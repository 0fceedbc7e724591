use serde::{Serialize, Deserialize};

use std::ops::Index;

use super::value::Value;
use crate::error::{Id3Error, Result};


/// One labeled example.
/// An insertion-ordered mapping from attribute name to [`Value`].
#[derive(Debug, Clone, Default, PartialEq, Serialize, Deserialize)]
pub struct Record {
    fields: Vec<(String, Value)>,
}


impl Record {
    /// Construct an empty record.
    #[inline]
    pub fn new() -> Self {
        Self { fields: Vec::new() }
    }


    /// Append `(name, value)` and return `self`.
    /// If `name` already exists, its value is replaced.
    #[inline]
    pub fn with<S, V>(mut self, name: S, value: V) -> Self
        where S: Into<String>,
              V: Into<Value>,
    {
        self.set(name, value);
        self
    }


    /// Set the value of `name`.
    /// Returns the old value if `name` already existed.
    pub fn set<S, V>(&mut self, name: S, value: V) -> Option<Value>
        where S: Into<String>,
              V: Into<Value>,
    {
        let name = name.into();
        let value = value.into();
        match self.fields.iter_mut().find(|(n, _)| *n == name) {
            Some((_, v)) => Some(std::mem::replace(v, value)),
            None => {
                self.fields.push((name, value));
                None
            },
        }
    }


    /// Returns the value of `name`, if any.
    #[inline]
    pub fn get(&self, name: &str) -> Option<&Value> {
        self.fields.iter()
            .find_map(|(n, v)| (n == name).then_some(v))
    }


    /// Returns the value of `name`,
    /// or `Id3Error::UnknownAttribute` if the record lacks it.
    #[inline]
    pub fn value(&self, name: &str) -> Result<&Value> {
        self.get(name)
            .ok_or_else(|| Id3Error::UnknownAttribute(name.to_string()))
    }


    /// Number of attributes.
    #[inline]
    pub fn len(&self) -> usize {
        self.fields.len()
    }


    /// Returns `true` if the record has no attribute.
    #[inline]
    pub fn is_empty(&self) -> bool {
        self.fields.is_empty()
    }


    /// Iterate over `(name, value)` in insertion order.
    pub fn iter(&self) -> impl Iterator<Item = (&str, &Value)> {
        self.fields.iter().map(|(n, v)| (n.as_str(), v))
    }


    /// Returns the attribute names in insertion order.
    pub fn names(&self) -> impl Iterator<Item = &str> {
        self.fields.iter().map(|(n, _)| n.as_str())
    }
}


impl<S, V> FromIterator<(S, V)> for Record
    where S: Into<String>,
          V: Into<Value>,
{
    fn from_iter<I: IntoIterator<Item = (S, V)>>(iter: I) -> Self {
        iter.into_iter()
            .fold(Self::new(), |record, (name, value)| record.with(name, value))
    }
}


impl Index<&str> for Record {
    type Output = Value;
    fn index(&self, name: &str) -> &Self::Output {
        self.get(name)
            .unwrap_or_else(|| panic!("The attribute `{name}` does not exist"))
    }
}


#[cfg(test)]
mod tests {
    use super::*;

    #[test]
    fn test_set_replaces_in_place() {
        let mut record = Record::new()
            .with("age", 30.0)
            .with("class", "YES");
        let old = record.set("age", 1);
        assert_eq!(old, Some(Value::from(30.0)));
        assert_eq!(record["age"], Value::from(1.0));

        let names = record.names().collect::<Vec<_>>();
        assert_eq!(names, vec!["age", "class"]);
    }

    #[test]
    fn test_unknown_attribute() {
        let record = Record::from_iter([("a", "x")]);
        assert!(matches!(
            record.value("b"),
            Err(Id3Error::UnknownAttribute(name)) if name == "b"
        ));
    }
}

## WHAT NEEDS TO BE DONE
The whole listing above is to be reproduced without any slip.

## EXERCISE ANSWER
repository 0fceedbc7e724591
use serde::{Serialize, Deserialize};

use std::ops::Index;

use super::value::Value;
use crate::error::{Id3Error, Result};


/// One labeled example.
/// An insertion-ordered mapping from attribute name to [`Value`].
#[derive(Debug, Clone, Default, PartialEq, Serialize, Deserialize)]
pub struct Record {
    fields: Vec<(String, Value)>,
}


impl Record {
    /// Construct an empty record.
    #[inline]
    pub fn new() -> Self {
        Self { fields: Vec::new() }
    }


    /// Append `(name, value)` and return `self`.
    /// If `name` already exists, its value is replaced.
    #[inline]
    pub fn with<S, V>(mut self, name: S, value: V) -> Self
        where S: Into<String>,
              V: Into<Value>,
    {
        self.set(name, value);
        self
    }


    /// Set the value of `name`.
    /// Returns the old value if `name` already existed.
    pub fn set<S, V>(&mut self, name: S, value: V) -> Option<Value>
        where S: Into<String>,
              V: Into<Value>,
    {
        let name = name.into();
        let value = value.into();
        match self.fields.iter_mut().find(|(n, _)| *n == name) {
            Some((_, v)) => Some(std::mem::replace(v, value)),
            None => {
                self.fields.push((name, value));
                None
            },
        }
    }


    /// Returns the value of `name`, if any.
    #[inline]
    pub fn get(&self, name: &str) -> Option<&Value> {
        self.fields.iter()
            .find_map(|(n, v)| (n == name).then_some(v))
    }


    /// Returns the value of `name`,
    /// or `Id3Error::UnknownAttribute` if the record lacks it.
    #[inline]
    pub fn value(&self, name: &str) -> Result<&Value> {
        self.get(name)
            .ok_or_else(|| Id3Error::UnknownAttribute(name.to_string()))
    }


    /// Number of attributes.
    #[inline]
    pub fn len(&self) -> usize {
        self.fields.len()
    }


    /// Returns `true` if the record has no attribute.
    #[inline]
    pub fn is_empty(&self) -> bool {
        self.fields.is_empty()
    }


    /// Iterate over `(name, value)` in insertion order.
    pub fn iter(&self) -> impl Iterator<Item = (&str, &Value)> {
        self.fields.iter().map(|(n, v)| (n.as_str(), v))
    }


    /// Returns the attribute names in insertion order.
    pub fn names(&self) -> impl Iterator<Item = &str> {
        self.fields.iter().map(|(n, _)| n.as_str())
    }
}


impl<S, V> FromIterator<(S, V)> for Record
    where S: Into<String>,
          V: Into<Value>,
{
    fn from_iter<I: IntoIterator<Item = (S, V)>>(iter: I) -> Self {
        iter.into_iter()
            .fold(Self::new(), |record, (name, value)| record.with(name, value))
    }
}


impl Index<&str> for Record {
    type Output = Value;
    fn index(&self, name: &str) -> &Self::Output {
        self.get(name)
            .unwrap_or_else(|| panic!("The attribute `{name}` does not exist"))
    }
}


#[cfg(test)]
mod tests {
    use super::*;

    #[test]
    fn test_set_replaces_in_place() {
        let mut record = Record::new()
            .with("age", 30.0)
            .with("class", "YES");
        let old = record.set("age", 1);
        assert_eq!(old, Some(Value::from(30.0)));
        assert_eq!(record["age"], Value::from(1.0));

        let names = record.names().collect::<Vec<_>>();
        assert_eq!(names, vec!["age", "class"]);
    }

    #[test]
    fn test_unknown_attribute() {
        let record = Record::from_iter([("a", "x")]);
        assert!(matches!(
            record.value("b"),
            Err(Id3Error::UnknownAttribute(name)) if name == "b"
        ));
    }
}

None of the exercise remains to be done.